**WORK INSTRUCTION**
Take the lines from the beginning of the data below through the line holding "use std::time::Duration;" and return exactly those.

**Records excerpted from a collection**

================

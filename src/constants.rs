//! # Constants
//!
//! Shared defaults and well-known resource names used throughout the harness.
//!
//! These values represent reasonable defaults and can be overridden via
//! environment variables where applicable.

use std::time::Duration;

/// Default timeout for control plane deployment.
pub const DEFAULT_DEPLOYMENT_TIMEOUT: Duration = Duration::from_secs(60 * 60);

/// Default timeout for the ASO controller manager to become ready.
///
/// ASO may take longer than other controllers due to its CRD initialization
/// sequence: scanning existing CRDs, applying missing ones, and restarting to
/// pick up new CRDs.
pub const DEFAULT_ASO_CONTROLLER_TIMEOUT: Duration = Duration::from_secs(10 * 60);

/// Default timeout for waiting after MCE component enablement.
///
/// MCE components need time to deploy controllers, pull images, and initialize.
pub const DEFAULT_MCE_ENABLEMENT_TIMEOUT: Duration = Duration::from_secs(15 * 60);

/// Default timeout for Helm install operations (e.g., cert-manager installation
/// during Kind cluster setup).
pub const DEFAULT_HELM_INSTALL_TIMEOUT: Duration = Duration::from_secs(10 * 60);

/// Default timeout for waiting for a controller to become ready.
pub const DEFAULT_CONTROLLER_TIMEOUT: Duration = Duration::from_secs(10 * 60);

/// Default user identifier for CAPZ resources.
///
/// Used in the cluster name prefix (resource group naming) and the user field.
pub const DEFAULT_CAPZ_USER: &str = "rcapd";

/// Default deployment environment identifier.
pub const DEFAULT_DEPLOYMENT_ENV: &str = "stage";

/// Namespace shared by all controllers when running inside a MultiClusterEngine
/// add-on (USE_K8S=true) instead of per-provider namespaces.
pub const MCE_NAMESPACE: &str = "multicluster-engine";

/// MCE component name for CAPI core, as used in `mce.spec.overrides.components`.
pub const MCE_COMPONENT_CAPI: &str = "cluster-api";

// CAPI core constants (provider-independent)

/// CAPI core controller deployment name.
pub const CAPI_CONTROLLER_DEPLOYMENT: &str = "capi-controller-manager";

/// CAPI core webhook service name.
pub const CAPI_WEBHOOK_SERVICE: &str = "capi-webhook-service";

/// CAPI core webhook service port.
pub const CAPI_WEBHOOK_PORT: u16 = 443;

/// Label selector for CAPI core pods.
pub const CAPI_POD_SELECTOR: &str = "cluster.x-k8s.io/provider=cluster-api";

/// Helm chart argument for CAPI core, passed to deploy-charts.sh.
pub const CAPI_DEPLOYMENT_CHART: &str = "cluster-api";

/// Name of the deployment-state file written under the repository directory by
/// the YAML generation phase and read back by later phases.
pub const DEPLOYMENT_STATE_FILE: &str = ".deployment-state.json";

================

**RESPONSE**
filename src/constants.rs
//! # Constants
//!
//! Shared defaults and well-known resource names used throughout the harness.
//!
//! These values represent reasonable defaults and can be overridden via
//! environment variables where applicable.

use std::time::Duration;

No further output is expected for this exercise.